Due Process and the Rule of Law is not Enough

By ALBERTINA ALMEIDA

The case of M. J. Akbar v Priya Ramani has brought the two issues of lack of due process and rule of law in sharp focus. The judgement in the defamation case by Ravindra Kumar Pandey, the AC Metropolitan Magistrate 01, Rouse Avenue District Courts, Delhi, has highlighted the circumstances under which those who are sexually harassed by persons in power cannot access justice by putting the due process in motion. It can be due to lack of appropriate legislation that provides victims easy access to justice, or it can be due to social factors such as the stigmatization of those who come forward to complain.

Therefore, although the case was one of defamation, the judgement is full of legal provisions that require of the State to recognize genderbased violence and the rights provisions in the Constitution that are the bedrock on which a woman can be protected from sexual harassment at the workplace. In that sense, the Judgement provokes one to think seriously about the rule of law and due process that we so want, and yet are apathetic about for good reason. Women know that anarchy as opposed to rule of law is not a solution for them. But rule of law in the manner in which it plays out today is also not exactly working in their favour.

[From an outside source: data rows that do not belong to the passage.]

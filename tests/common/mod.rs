//! Hand-assembled ELF32 `ET_EXEC` fixtures for the integration tests.
//!
//! `delink` only ever reads `SRC` through `goblin`, so these builders
//! write the same container-aware structs `goblin` hands back on parse
//! (`Header`, `SectionHeader`, `Sym`, `Reloc`), serialized with `scroll`
//! exactly as `delink::object::DestObject::write` does for `DST`. Each
//! fixture is a minimal, valid `ET_EXEC` binary: a null section, the
//! caller's sections, a section-header string table, a symbol string
//! table, a symbol table, and (if any relocations were requested) one
//! combined `SHT_REL` table.

use std::io::{Cursor, Seek, SeekFrom, Write};

use goblin::container::{Container, Ctx, Endian};
use goblin::elf::header::{self, Header};
use goblin::elf::reloc::Reloc;
use goblin::elf::section_header::{
    SectionHeader, SHF_ALLOC, SHF_EXECINSTR, SHF_WRITE, SHT_NOBITS, SHT_PROGBITS, SHT_REL,
    SHT_STRTAB, SHT_SYMTAB,
};
use goblin::elf::sym::Sym;
use scroll::IOwrite;

/// One section to include in the fixture beyond the null section.
pub struct SectionSpec {
    pub name: &'static str,
    pub nobits: bool,
    pub flags: u32,
    pub addr: u32,
    /// File contents for a `PROGBITS` section; ignored (but still sized)
    /// for a `NOBITS` one.
    pub data: Vec<u8>,
    /// Size in bytes; for `NOBITS` sections this is the only size source
    /// since there is no backing data.
    pub size: u32,
    pub align: u32,
}

impl SectionSpec {
    pub fn text(name: &'static str, addr: u32, data: Vec<u8>) -> Self {
        let size = data.len() as u32;
        SectionSpec {
            name,
            nobits: false,
            flags: SHF_ALLOC | SHF_EXECINSTR,
            addr,
            data,
            size,
            align: 4,
        }
    }

    pub fn rodata(name: &'static str, addr: u32, data: Vec<u8>) -> Self {
        let size = data.len() as u32;
        SectionSpec {
            name,
            nobits: false,
            flags: SHF_ALLOC,
            addr,
            data,
            size,
            align: 4,
        }
    }

    pub fn data(name: &'static str, addr: u32, data: Vec<u8>) -> Self {
        let size = data.len() as u32;
        SectionSpec {
            name,
            nobits: false,
            flags: SHF_ALLOC | SHF_WRITE,
            addr,
            data,
            size,
            align: 4,
        }
    }

    pub fn bss(name: &'static str, addr: u32, size: u32) -> Self {
        SectionSpec {
            name,
            nobits: true,
            flags: SHF_ALLOC | SHF_WRITE,
            addr,
            data: Vec::new(),
            size,
            align: 4,
        }
    }
}

/// One symbol table entry, after the mandatory null entry at index 0.
pub struct SymSpec {
    pub name: &'static str,
    pub value: u32,
    pub size: u32,
    /// `(bind << 4) | sym_type`, matching `goblin::elf::sym::Sym::st_info`.
    pub info: u8,
    /// 1-based index into the `sections` slice passed to [`build_exec`]
    /// (section 0 is always the null section).
    pub shndx: u16,
}

/// One relocation entry; `sym_index` is the 1-based symbol-table index
/// (matching the indices `build_exec`'s symbol table ends up with: 0 is
/// the null symbol, 1 is `symbols[0]`, and so on).
pub struct RelocSpec {
    pub offset: u32,
    pub sym_index: usize,
    pub r_type: u32,
}

struct StrTab {
    bytes: Vec<u8>,
}

impl StrTab {
    fn new() -> Self {
        StrTab { bytes: vec![0] }
    }

    fn add(&mut self, name: &str) -> u32 {
        if name.is_empty() {
            return 0;
        }
        let offset = self.bytes.len() as u32;
        self.bytes.extend_from_slice(name.as_bytes());
        self.bytes.push(0);
        offset
    }
}

/// Build a minimal, valid little-endian ELF32 `ET_EXEC`/`EM_386` binary
/// with the given entry point, sections, symbols, and relocations.
pub fn build_exec(
    entry: u32,
    sections: &[SectionSpec],
    symbols: &[SymSpec],
    relocs: &[RelocSpec],
) -> Vec<u8> {
    let ctx = Ctx::new(Container::Little, Endian::Little);

    let mut shstrtab = StrTab::new();
    let mut strtab = StrTab::new();

    let null_section_count = 1;
    let first_user_section = null_section_count;
    let shstrtab_idx = first_user_section + sections.len();
    let strtab_idx = shstrtab_idx + 1;
    let symtab_idx = strtab_idx + 1;
    let has_relocs = !relocs.is_empty();
    let nshdrs = symtab_idx + 1 + usize::from(has_relocs);

    let mut section_names = Vec::with_capacity(sections.len());
    for s in sections {
        section_names.push(shstrtab.add(s.name));
    }
    let shstrtab_name = shstrtab.add(".shstrtab");
    let strtab_name = shstrtab.add(".strtab");
    let symtab_name = shstrtab.add(".symtab");
    let rel_name = if has_relocs {
        shstrtab.add(".rel.text")
    } else {
        0
    };

    let mut sym_names = Vec::with_capacity(symbols.len());
    for sym in symbols {
        sym_names.push(strtab.add(sym.name));
    }

    let header_size = Header::size(&ctx) as u64;
    let mut cursor = header_size;
    let mut data_offsets = Vec::with_capacity(sections.len());
    for s in sections {
        data_offsets.push(cursor);
        if !s.nobits {
            cursor += s.data.len() as u64;
        }
    }

    let shstrtab_offset = cursor;
    cursor += shstrtab.bytes.len() as u64;
    let strtab_offset = cursor;
    cursor += strtab.bytes.len() as u64;

    let symtab_offset = cursor;
    let sym_entsize = Sym::size(ctx.container) as u64;
    let nsyms = symbols.len() as u64 + 1;
    cursor += nsyms * sym_entsize;

    let reloc_offset = cursor;
    let reloc_entsize = Reloc::size(false, ctx) as u64;
    cursor += relocs.len() as u64 * reloc_entsize;

    let shoff = cursor;

    let mut header = Header::new(ctx);
    header.e_machine = header::EM_386;
    header.e_type = header::ET_EXEC;
    header.e_entry = entry as u64;
    header.e_shoff = shoff;
    header.e_shnum = nshdrs as u16;
    header.e_shstrndx = shstrtab_idx as u16;

    let mut out = Cursor::new(Vec::new());
    out.iowrite_with(header, ctx).unwrap();

    for s in sections {
        if !s.nobits {
            out.write_all(&s.data).unwrap();
        }
    }

    out.seek(SeekFrom::Start(shstrtab_offset)).unwrap();
    out.write_all(&shstrtab.bytes).unwrap();
    out.seek(SeekFrom::Start(strtab_offset)).unwrap();
    out.write_all(&strtab.bytes).unwrap();

    out.seek(SeekFrom::Start(symtab_offset)).unwrap();
    let null_sym = Sym {
        st_name: 0,
        st_info: 0,
        st_other: 0,
        st_shndx: 0,
        st_value: 0,
        st_size: 0,
    };
    out.iowrite_with(null_sym, ctx).unwrap();
    for (sym, &name_off) in symbols.iter().zip(sym_names.iter()) {
        let s = Sym {
            st_name: name_off,
            st_info: sym.info,
            st_other: 0,
            st_shndx: sym.shndx as usize,
            st_value: sym.value as u64,
            st_size: sym.size as u64,
        };
        out.iowrite_with(s, ctx).unwrap();
    }

    out.seek(SeekFrom::Start(reloc_offset)).unwrap();
    for r in relocs {
        let rel = Reloc {
            r_offset: r.offset as u64,
            r_sym: r.sym_index,
            r_type: r.r_type,
            r_addend: None,
        };
        out.iowrite_with(rel, (false, ctx)).unwrap();
    }

    let mut shdrs = Vec::with_capacity(nshdrs);
    shdrs.push(SectionHeader::default());
    for (i, s) in sections.iter().enumerate() {
        let mut shdr = SectionHeader::default();
        shdr.sh_name = section_names[i];
        shdr.sh_type = if s.nobits { SHT_NOBITS } else { SHT_PROGBITS };
        shdr.sh_flags = s.flags as u64;
        shdr.sh_addr = s.addr as u64;
        shdr.sh_offset = data_offsets[i];
        shdr.sh_size = s.size as u64;
        shdr.sh_addralign = s.align as u64;
        shdrs.push(shdr);
    }

    let mut shstrtab_shdr = SectionHeader::default();
    shstrtab_shdr.sh_name = shstrtab_name;
    shstrtab_shdr.sh_type = SHT_STRTAB;
    shstrtab_shdr.sh_offset = shstrtab_offset;
    shstrtab_shdr.sh_size = shstrtab.bytes.len() as u64;
    shstrtab_shdr.sh_addralign = 1;
    shdrs.push(shstrtab_shdr);

    let mut strtab_shdr = SectionHeader::default();
    strtab_shdr.sh_name = strtab_name;
    strtab_shdr.sh_type = SHT_STRTAB;
    strtab_shdr.sh_offset = strtab_offset;
    strtab_shdr.sh_size = strtab.bytes.len() as u64;
    strtab_shdr.sh_addralign = 1;
    shdrs.push(strtab_shdr);

    let mut symtab_shdr = SectionHeader::default();
    symtab_shdr.sh_name = symtab_name;
    symtab_shdr.sh_type = SHT_SYMTAB;
    symtab_shdr.sh_offset = symtab_offset;
    symtab_shdr.sh_size = nsyms * sym_entsize;
    symtab_shdr.sh_link = strtab_idx as u32;
    symtab_shdr.sh_entsize = sym_entsize;
    symtab_shdr.sh_addralign = 4;
    shdrs.push(symtab_shdr);

    if has_relocs {
        let mut rel_shdr = SectionHeader::default();
        rel_shdr.sh_name = rel_name;
        rel_shdr.sh_type = SHT_REL;
        rel_shdr.sh_offset = reloc_offset;
        rel_shdr.sh_size = relocs.len() as u64 * reloc_entsize;
        rel_shdr.sh_link = symtab_idx as u32;
        rel_shdr.sh_info = 1;
        rel_shdr.sh_entsize = reloc_entsize;
        rel_shdr.sh_addralign = 4;
        shdrs.push(rel_shdr);
    }

    debug_assert_eq!(shdrs.len(), nshdrs);

    out.seek(SeekFrom::Start(shoff)).unwrap();
    for shdr in shdrs {
        out.iowrite_with(shdr, ctx).unwrap();
    }

    out.flush().unwrap();
    out.into_inner()
}
//! Orchestrates the five components over one input executable: parse
//! `SRC`, reconstruct its memory layout, recover functions, reconstruct
//! relocations, fix up the entry point, finalize, and serialize `DST`.
//! One top-level function a caller (the CLI binary, or an embedding
//! crate) calls once per input.

use std::io::Cursor;

use log::info;

use crate::entry::fixup_entry_point;
use crate::error::{DelinkError, Result};
use crate::finalize::finalize;
use crate::functions::recover_functions;
use crate::layout::MemoryLayout;
use crate::object::DestObject;
use crate::relocations::reconstruct_relocations;
use crate::source::SourceObject;

/// Turn a linked 32-bit x86 `ET_EXEC` executable into an `ET_REL`
/// relocatable object file, returning the serialized bytes of the output.
pub fn run(src_bytes: &[u8]) -> Result<Vec<u8>> {
    let src = SourceObject::parse(src_bytes)?;
    if src.executable_sections().is_empty() {
        return Err(DelinkError::NoExecutableSection);
    }

    info!("reconstructing memory layout");
    let layout = MemoryLayout::reconstruct(&src);

    let mut dst = DestObject::new();

    info!("recovering functions");
    recover_functions(&src, &mut dst);

    info!("reconstructing relocations");
    reconstruct_relocations(&src, &layout, &mut dst)?;

    info!("fixing up entry point");
    fixup_entry_point(&src, &mut dst);

    info!("finalizing object");
    finalize(&mut dst);

    let mut out = Cursor::new(Vec::new());
    dst.write(&mut out)?;
    Ok(out.into_inner())
}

For years now, women have been referred to me to take up their cases of domestic violence. But that is not all they seek. There is something that some women are looking for that is sorely lacking in the justice system.  They have been through hell, and, in frustration, what they want is some kind of an out from that hell. This is how they begin to entertain thoughts of eliminaton of the oppressor or his immobilization. See if you can arrange for someone to break his legs, they would say. After explaining that I do not take such contracts, I would go further to explain to them that there is no end if they go down that road, because violence will beget violence, and finally, muscle and money will win, as it so apparently does in other spheres of life. If they get the point, they persist with me, and, if not, they turn to someone else who can deliver on their expectations.

One cannot blame them. Oftentimes I have been witness as a lawyer, and consequently an officer of the Court, to what those who go through due process suffer and fail to achieve, which those who do not go through due process achieve. Courts tend to give preference to commercial disputes and cases in which corporates are involved, rather than the poor (wo)man’s cases. This is also because these cases get styled as ‘direction matters’ precisely because the corporate or rich litigant has been able to go to the High Court and get a direction to the lower court before which the case is taking place to dispose of the case within a stipulated time period which often seems to be three months. So even cases that involve maintenance or non-payment of maintenance which is the woman’s lifeline, get low priority.

At another level is the issue of lack of innovation by the State and by and large in the Courts within the scope of what is possible. During COVID-19 women did not get paid maintenance by some parties and the excuse ostensibly was loss of full income. Neither did the State come up with a stop gap arrangement, nor did the Courts pull the necessary stops to not let the Respondent get away completely.

The delays in Courts occur for many reasons. One of them is the non appointment of judges on a timely basis, resulting in Courts having no presiding officers for months together. The other factor is the lack of initiative to quickly do a temporary reorganization if a judge goes on long leave or maternity leave. Yet another factor is the non programming of cases that have specifications as to who can try them. For example, cases under Protection of Women from Domestic Violence Act, 2005, are to be tried by female judges. Hence, if the female judge is transferred and a male judge comes in her place, it is some time before the file is transferred to a court where a lady judge is posted. Issues such as these result in delay in the dispensation of justice. It does not seem as if technological advancements are harnessed in the interests of women by the judicial and quasi-judicial (that is Mamlatdar, Executive Magistrate, Deputy Collector) Courts.

Women litigants are particularly affected by such situations as they do not have the staying power that rich parties and corporates have. In such cases, they simply resign themselves to their fate or wait for an opportune moment to strike. This is what has been the scenario with cases of sexual harassment. #MeToo proved to be that moment. Priya Ramani wrote of an incident that occurred at a time when neither the Sexual Harassment of Women at the Workplace Act was enacted, nor the Vishakha Judgement had been passed which provided a seemingly accessible redressal mechanism. However, even now, the mechanism of Internal Complaints Committee does not seem to  be very effective, because Internal Complaints Committees often comprise of members who are otherwise burdened with several responsibilities and also because the managements do not take sexual harassment of women at the workplace seriously enough to sensitise and orient and equip the Internal Complaints Committee to effectively redress grievances of sexual harassment of women at the workplace. Many do not organise orientation, still others have not constituted the Committees, or do not have the required external member on their Committee.

Thus, while due process and rule of law is desirable, it does not follow that it can work in such disabling circumstances. For a well-rounded and developed society, it is critical that due process and rule of law is enabled and accessible in the very real and actual sense of accessibility.